Minten et al., (2012) conducted a detailed case study of makhana in Bihar, they
documented the fast emergence of more expensive packed and branded products. Two
types of brands can be distinguished, low-price and high-price brands. Low-price brands
focus exclusively on attractive glossy packaging with little consideration for quality.
Investments and profits are small. The high-price brands pay attention to quality beyond
packing, including investment in advertisements and promotion, and they explore options
for value-addition and employ specialized salesmen. They found that there are little direct
benefits to the farmers from the emergence of these brands.

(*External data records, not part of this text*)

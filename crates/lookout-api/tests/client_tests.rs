//! Integration tests for the feed API client against a mock server.

use std::time::Duration;

use wiremock::matchers::{method, path};
use wiremock::{Mock, MockServer, ResponseTemplate};

use lookout_api::{ApiClient, ApiError};
use lookout_core::types::{AgentState, ItemKind};

async fn client_for(server: &MockServer) -> ApiClient {
    ApiClient::new(server.uri(), Duration::from_secs(2)).unwrap()
}

#[tokio::test]
async fn fetch_agent_status_parses_snapshot() {
    let server = MockServer::start().await;
    Mock::given(method("GET"))
        .and(path("/api/agents/status"))
        .respond_with(ResponseTemplate::new(200).set_body_raw(
            r#"{"agents":[
                {"key":"po","display_name":"Product Owner","last_seen_at":"2026-08-25T12:00:00Z","state":"working"},
                {"key":"qa","last_seen_at":"2026-08-25T11:55:00Z","state":"idle"}
            ]}"#,
            "application/json",
        ))
        .mount(&server)
        .await;

    let response = client_for(&server).await.fetch_agent_status().await.unwrap();
    assert_eq!(response.agents.len(), 2);
    assert_eq!(response.agents[0].state, AgentState::Working);
    assert_eq!(response.agents[0].label(), "Product Owner");
    assert_eq!(response.agents[1].label(), "qa");
}

#[tokio::test]
async fn fetch_activity_parses_threaded_items() {
    let server = MockServer::start().await;
    Mock::given(method("GET"))
        .and(path("/api/activity"))
        .respond_with(ResponseTemplate::new(200).set_body_raw(
            r#"{"items":[
                {"id":"42","kind":"issue","agent_key":"po","timestamp":"2026-08-25T12:00:00Z",
                 "payload":{"title":"Fix login","status":"open"}},
                {"id":"43","kind":"deploy","timestamp":"2026-08-25T12:05:00Z",
                 "parent_id":"42","payload":{}}
            ]}"#,
            "application/json",
        ))
        .mount(&server)
        .await;

    let response = client_for(&server).await.fetch_activity().await.unwrap();
    assert_eq!(response.items.len(), 2);
    assert_eq!(response.items[0].kind, ItemKind::Issue);
    assert!(response.items[0].is_open());
    assert_eq!(response.items[1].agent_key, None);
    assert_eq!(response.items[1].parent_id.as_deref(), Some("42"));
}

#[tokio::test]
async fn fetch_board_health_keeps_status_order() {
    let server = MockServer::start().await;
    Mock::given(method("GET"))
        .and(path("/api/board/health"))
        .respond_with(ResponseTemplate::new(200).set_body_raw(
            r#"{"total_items":4,"by_status":{"Done":3,"Todo":1},"draft_items":1}"#,
            "application/json",
        ))
        .mount(&server)
        .await;

    let health = client_for(&server).await.fetch_board_health().await.unwrap();
    let segments = health.segments();
    assert_eq!(segments.len(), 2);
    assert_eq!(segments[0].status, "Done");
    assert_eq!(segments[0].percent, 75.0);
    assert_eq!(segments[1].status, "Todo");
    assert_eq!(segments[1].percent, 25.0);
    assert_eq!(health.draft_items, 1);
}

#[tokio::test]
async fn fetch_blog_posts_parses_list() {
    let server = MockServer::start().await;
    Mock::given(method("GET"))
        .and(path("/api/blog/posts"))
        .respond_with(ResponseTemplate::new(200).set_body_raw(
            r#"{"posts":[{"slug":"hello","title":"Hello","published_at":"2026-08-01T00:00:00Z"}]}"#,
            "application/json",
        ))
        .mount(&server)
        .await;

    let response = client_for(&server).await.fetch_blog_posts().await.unwrap();
    assert_eq!(response.posts.len(), 1);
    assert_eq!(response.posts[0].slug, "hello");
    assert_eq!(response.posts[0].summary, "");
}

#[tokio::test]
async fn empty_collections_are_not_errors() {
    let server = MockServer::start().await;
    Mock::given(method("GET"))
        .and(path("/api/blog/posts"))
        .respond_with(
            ResponseTemplate::new(200).set_body_raw(r#"{"posts":[]}"#, "application/json"),
        )
        .mount(&server)
        .await;

    let response = client_for(&server).await.fetch_blog_posts().await.unwrap();
    assert!(response.posts.is_empty());
}

#[tokio::test]
async fn server_error_is_transient() {
    let server = MockServer::start().await;
    Mock::given(method("GET"))
        .and(path("/api/agents/status"))
        .respond_with(ResponseTemplate::new(503).set_body_string("backend restarting"))
        .mount(&server)
        .await;

    let err = client_for(&server)
        .await
        .fetch_agent_status()
        .await
        .unwrap_err();
    assert!(err.is_retryable());
    assert!(matches!(err, ApiError::ApiTransient(_)));
}

#[tokio::test]
async fn not_found_is_permanent() {
    let server = MockServer::start().await;
    Mock::given(method("GET"))
        .and(path("/api/activity"))
        .respond_with(ResponseTemplate::new(404).set_body_string("no such route"))
        .mount(&server)
        .await;

    let err = client_for(&server).await.fetch_activity().await.unwrap_err();
    assert!(!err.is_retryable());
    assert!(err.to_string().contains("404"));
}

#[tokio::test]
async fn malformed_body_is_invalid_response() {
    let server = MockServer::start().await;
    Mock::given(method("GET"))
        .and(path("/api/board/health"))
        .respond_with(ResponseTemplate::new(200).set_body_raw("not json", "application/json"))
        .mount(&server)
        .await;

    let err = client_for(&server)
        .await
        .fetch_board_health()
        .await
        .unwrap_err();
    assert!(matches!(err, ApiError::InvalidResponse(_)));
}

Battacharyya (2009) agrees that the rural people are now willing to spend on branded
products whether regional, national or international thereby throwing up tremendous
opportunities for the corporate sector, to push their retail trade. Responding to this
emerging demand, the first rural mall under the banner „Choupal Saagar‟ was established
by the tobacco major, ITC. This was followed by the Tatas (Tata Kisan Sansar), Mahindra
& Mahindra (Mahindra Shubhlabh and Mahindra Krishi Vihar) and DCM Shriram
Consolidated Ltd. (Hariyali Kisan Bazaars), to name a few.

Food products are experiencing an intensive process of Branding. Empirical observations


found that the marketing share of branded food products increased from 7 to 19% in the
U.S. market in the period between 1987 and 1997. Minimally processed vegetables (salad
ingredients or ready to eat salads) has increased from 1% to 15% (Kaufman et al., 2000).

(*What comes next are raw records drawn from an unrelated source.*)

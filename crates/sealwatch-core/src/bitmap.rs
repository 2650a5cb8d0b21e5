//! Aggregated-seal bitmap decoding

use num_bigint::BigUint;

/// Decode a seal bitmap into one signed/missed flag per validator index.
///
/// Bit `k` of the bitmap (least significant first) carries the flag for
/// validator `k` of the epoch's ordered set. A bitmap shorter than the
/// validator count reads as zero for the high indices: a set that grew
/// relative to what this bitmap covers yields missed for the new tail,
/// not an error.
pub fn decode(bitmap: &BigUint, validator_count: usize) -> Vec<bool> {
    (0..validator_count as u64).map(|k| bitmap.bit(k)).collect()
}

#[cfg(test)]
mod tests {
    use super::*;

    #[test]
    fn test_decode_length_matches_count() {
        let bitmap = BigUint::from(0b1011u8);
        for n in 0..12 {
            assert_eq!(decode(&bitmap, n).len(), n);
        }
    }

    #[test]
    fn test_decode_zero_is_all_missed() {
        assert_eq!(decode(&BigUint::default(), 5), vec![false; 5]);
    }

    #[test]
    fn test_decode_full_mask_is_all_signed() {
        let n = 7;
        let full = (BigUint::from(1u8) << n) - 1u8;
        assert_eq!(decode(&full, n), vec![true; n]);
    }

    #[test]
    fn test_padding_does_not_disturb_low_bits() {
        let bitmap = BigUint::from(0b101u8);
        let short = decode(&bitmap, 3);
        let long = decode(&bitmap, 4);
        assert_eq!(&long[..3], &short[..]);
        assert!(!long[3]);
    }

    #[test]
    fn test_three_validator_scenario() {
        // Set [A, B, C] with bitmap 0b101: A and C signed, B missed.
        let decoded = decode(&BigUint::from(0b101u8), 3);
        assert_eq!(decoded, vec![true, false, true]);
    }

    #[test]
    fn test_empty_set_decodes_empty() {
        assert!(decode(&BigUint::from(0b1111u8), 0).is_empty());
    }
}
//! Read-only chain access for sealwatch
//!
//! `ChainClient` is the seam between the scanner and a deployment: the
//! JSON-RPC implementation talks to a live node, the scripted one backs
//! the tests.

pub mod client;
pub mod rpc;
pub mod scripted;

pub use client::{ChainClient, ChainError, Result};
pub use rpc::HttpChainClient;
pub use scripted::ScriptedChain;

This process created some difficulties regarding the establishment of policies for
agribusiness companies. Problems related to brand management are a novelty for these
organizations, which are more accustomed to deal with issues related to supply chain
management and food security concerns, issue than with the dynamics of the food industry
and competition inherent in it (Baker et al., 2006).

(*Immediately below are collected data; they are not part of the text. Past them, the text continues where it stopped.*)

//! Rolling per-validator downtime statistics

use {
    sealwatch_common::config::ProducerOverride,
    sealwatch_common::types::{EpochNumber, ValidatorId, ValidatorStat},
    std::{cmp::Ordering, collections::HashMap},
    tracing::trace,
};

/// Accumulates per-validator counters over a scanned block range.
///
/// Stats are created lazily on first sight of a validator and never
/// deleted during a run. One `observe` call covers exactly one block;
/// blocks must arrive in increasing order for the streaks to mean
/// anything.
pub struct DowntimeTracker {
    stats: HashMap<ValidatorId, ValidatorStat>,
    order: Vec<ValidatorId>,
    producer_override: ProducerOverride,
}

impl DowntimeTracker {
    pub fn new(producer_override: ProducerOverride) -> Self {
        Self {
            stats: HashMap::new(),
            order: Vec::new(),
            producer_override,
        }
    }

    fn get_or_create(&mut self, id: &ValidatorId) -> &mut ValidatorStat {
        if !self.stats.contains_key(id) {
            self.order.push(id.clone());
        }
        self.stats
            .entry(id.clone())
            .or_insert_with(|| ValidatorStat::new(id.clone()))
    }

    /// Record one decoded block for `set`. Returns the display vector:
    /// the raw bits with the block producer forced to signed.
    pub fn observe(
        &mut self,
        epoch: EpochNumber,
        set: &[ValidatorId],
        decoded: &[bool],
        block_producer: Option<&ValidatorId>,
    ) -> Vec<bool> {
        let mut display = Vec::with_capacity(set.len());
        for (k, validator) in set.iter().enumerate() {
            let raw_signed = decoded.get(k).copied().unwrap_or(false);
            let produced = block_producer == Some(validator);
            let effective = raw_signed || produced;
            let counted = match self.producer_override {
                ProducerOverride::DisplayOnly => raw_signed,
                ProducerOverride::Counters => effective,
            };

            let stat = self.get_or_create(validator);
            stat.total_blocks += 1;
            if counted {
                stat.current_miss_streak = 0;
            } else {
                stat.missed_blocks += 1;
                stat.current_miss_streak += 1;
            }
            display.push(effective);
        }
        trace!("observed epoch {} block for {} validators", epoch, set.len());
        display
    }

    pub fn stat(&self, id: &ValidatorId) -> Option<&ValidatorStat> {
        self.stats.get(id)
    }

    /// Snapshot sorted by ascending miss ratio; ties keep first-seen order.
    pub fn snapshot(&self) -> Vec<ValidatorStat> {
        let mut out: Vec<ValidatorStat> = self
            .order
            .iter()
            .filter_map(|id| self.stats.get(id))
            .cloned()
            .collect();
        out.sort_by(|a, b| {
            a.miss_ratio()
                .partial_cmp(&b.miss_ratio())
                .unwrap_or(Ordering::Equal)
        });
        out
    }
}

#[cfg(test)]
mod tests {
    use super::*;

    fn ids(names: &[&str]) -> Vec<ValidatorId> {
        names.iter().map(|n| ValidatorId::from(*n)).collect()
    }

    #[test]
    fn test_streak_trajectory() {
        let mut tracker = DowntimeTracker::new(ProducerOverride::DisplayOnly);
        let set = ids(&["account_a"]);
        let id = &set[0];

        let mut streaks = Vec::new();
        for signed in [false, false, true, false] {
            tracker.observe(0, &set, &[signed], None);
            streaks.push(tracker.stat(id).unwrap().current_miss_streak);
        }

        assert_eq!(streaks, vec![1, 2, 0, 1]);
        let stat = tracker.stat(id).unwrap();
        assert_eq!(stat.missed_blocks, 3);
        assert_eq!(stat.total_blocks, 4);
    }

    #[test]
    fn test_snapshot_sorted_by_miss_ratio() {
        let mut tracker = DowntimeTracker::new(ProducerOverride::DisplayOnly);
        let set = ids(&["account_a", "account_b", "account_c"]);

        tracker.observe(0, &set, &[false, true, false], None);
        tracker.observe(0, &set, &[true, true, false], None);

        let snapshot = tracker.snapshot();
        let order: Vec<&str> = snapshot.iter().map(|s| s.address.0.as_str()).collect();
        assert_eq!(order, vec!["account_b", "account_a", "account_c"]);
        assert_eq!(snapshot[2].missed_blocks, 2);
    }

    #[test]
    fn test_snapshot_ties_keep_insertion_order() {
        let mut tracker = DowntimeTracker::new(ProducerOverride::DisplayOnly);
        let set = ids(&["account_c", "account_a", "account_b"]);

        tracker.observe(0, &set, &[true, true, true], None);

        let snapshot = tracker.snapshot();
        let order: Vec<&str> = snapshot.iter().map(|s| s.address.0.as_str()).collect();
        assert_eq!(order, vec!["account_c", "account_a", "account_b"]);
    }

    #[test]
    fn test_producer_override_display_only() {
        let mut tracker = DowntimeTracker::new(ProducerOverride::DisplayOnly);
        let set = ids(&["account_a"]);

        let display = tracker.observe(0, &set, &[false], Some(&set[0]));

        assert_eq!(display, vec![true]);
        let stat = tracker.stat(&set[0]).unwrap();
        assert_eq!(stat.missed_blocks, 1);
        assert_eq!(stat.current_miss_streak, 1);
    }

    #[test]
    fn test_producer_override_counters() {
        let mut tracker = DowntimeTracker::new(ProducerOverride::Counters);
        let set = ids(&["account_a"]);

        let display = tracker.observe(0, &set, &[false], Some(&set[0]));

        assert_eq!(display, vec![true]);
        let stat = tracker.stat(&set[0]).unwrap();
        assert_eq!(stat.missed_blocks, 0);
        assert_eq!(stat.current_miss_streak, 0);
    }

    #[test]
    fn test_short_decoded_vector_reads_as_missed() {
        let mut tracker = DowntimeTracker::new(ProducerOverride::DisplayOnly);
        let set = ids(&["account_a", "account_b"]);

        tracker.observe(0, &set, &[true], None);

        assert_eq!(tracker.stat(&set[1]).unwrap().missed_blocks, 1);
        assert_eq!(tracker.stat(&set[0]).unwrap().missed_blocks, 0);
    }

    #[test]
    fn test_snapshot_does_not_mutate() {
        let mut tracker = DowntimeTracker::new(ProducerOverride::DisplayOnly);
        let set = ids(&["account_a"]);
        tracker.observe(0, &set, &[false], None);

        let first = tracker.snapshot();
        let second = tracker.snapshot();
        assert_eq!(first, second);
    }
}
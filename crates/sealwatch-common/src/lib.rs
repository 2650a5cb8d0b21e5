pub mod config;
pub mod errors;
pub mod types;
pub mod utils;

pub use config::{MonitorConfig, ProducerOverride};
pub use errors::{Error, Result};
pub use types::*;
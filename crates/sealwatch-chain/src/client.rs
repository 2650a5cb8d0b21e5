//! The read-only client interface the scanner is written against

use {
    async_trait::async_trait,
    num_bigint::BigUint,
    sealwatch_common::types::{BlockInfo, BlockNumber, EpochNumber, SignerId, ValidatorId},
    thiserror::Error,
};

#[derive(Debug, Error)]
pub enum ChainError {
    #[error("transport error: {0}")]
    Transport(#[from] reqwest::Error),

    #[error("RPC error {code}: {message}")]
    Rpc { code: i64, message: String },

    #[error("missing {what} for block {block}")]
    MissingData { block: BlockNumber, what: &'static str },

    #[error("malformed chain data: {0}")]
    Malformed(String),
}

impl ChainError {
    /// Transient failures are retried by the scanner; anything else means
    /// statistics past this point would be unreliable and ends the scan.
    pub fn is_transient(&self) -> bool {
        matches!(self, ChainError::Transport(_) | ChainError::Rpc { .. })
    }
}

pub type Result<T> = std::result::Result<T, ChainError>;

/// Read-only view of an epoch-based PoS chain.
#[async_trait]
pub trait ChainClient: Send + Sync {
    async fn current_height(&self) -> Result<BlockNumber>;

    async fn get_block(&self, number: BlockNumber) -> Result<BlockInfo>;

    async fn epoch_of_block(&self, number: BlockNumber) -> Result<EpochNumber>;

    /// Ordered signer set active at `block`. The ordering fixes the seal
    /// bitmap's bit positions for that block's epoch.
    async fn validator_signers_at(&self, block: BlockNumber) -> Result<Vec<SignerId>>;

    /// Reverse lookup from a signing key to its owning account. `Ok(None)`
    /// means the signer is not registered to any account.
    async fn account_for_signer(&self, signer: &SignerId) -> Result<Option<ValidatorId>>;

    /// Aggregated-seal bitmap recording who signed block `number`. Where
    /// the bitmap comes from (a contract view, the next block's parent
    /// seal, raw extra metadata) is a deployment detail behind this trait.
    async fn seal_bitmap_for_block(&self, number: BlockNumber) -> Result<BigUint>;

    /// Human-readable name registered for an account, if any.
    async fn display_name_of(&self, account: &ValidatorId) -> Result<Option<String>>;
}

Branding strategies gain importance in markets flooded with similar products as happens
to the agricultural commodities. Consumers find difficulty to select the best deal possible.
Known and trustworthy brands can be a valuable tool in decision-making buying process.
The identification of reliable products mediated by well known brands signalize to
consumers a bargain purchase (Hanf and Kuhl, 2005).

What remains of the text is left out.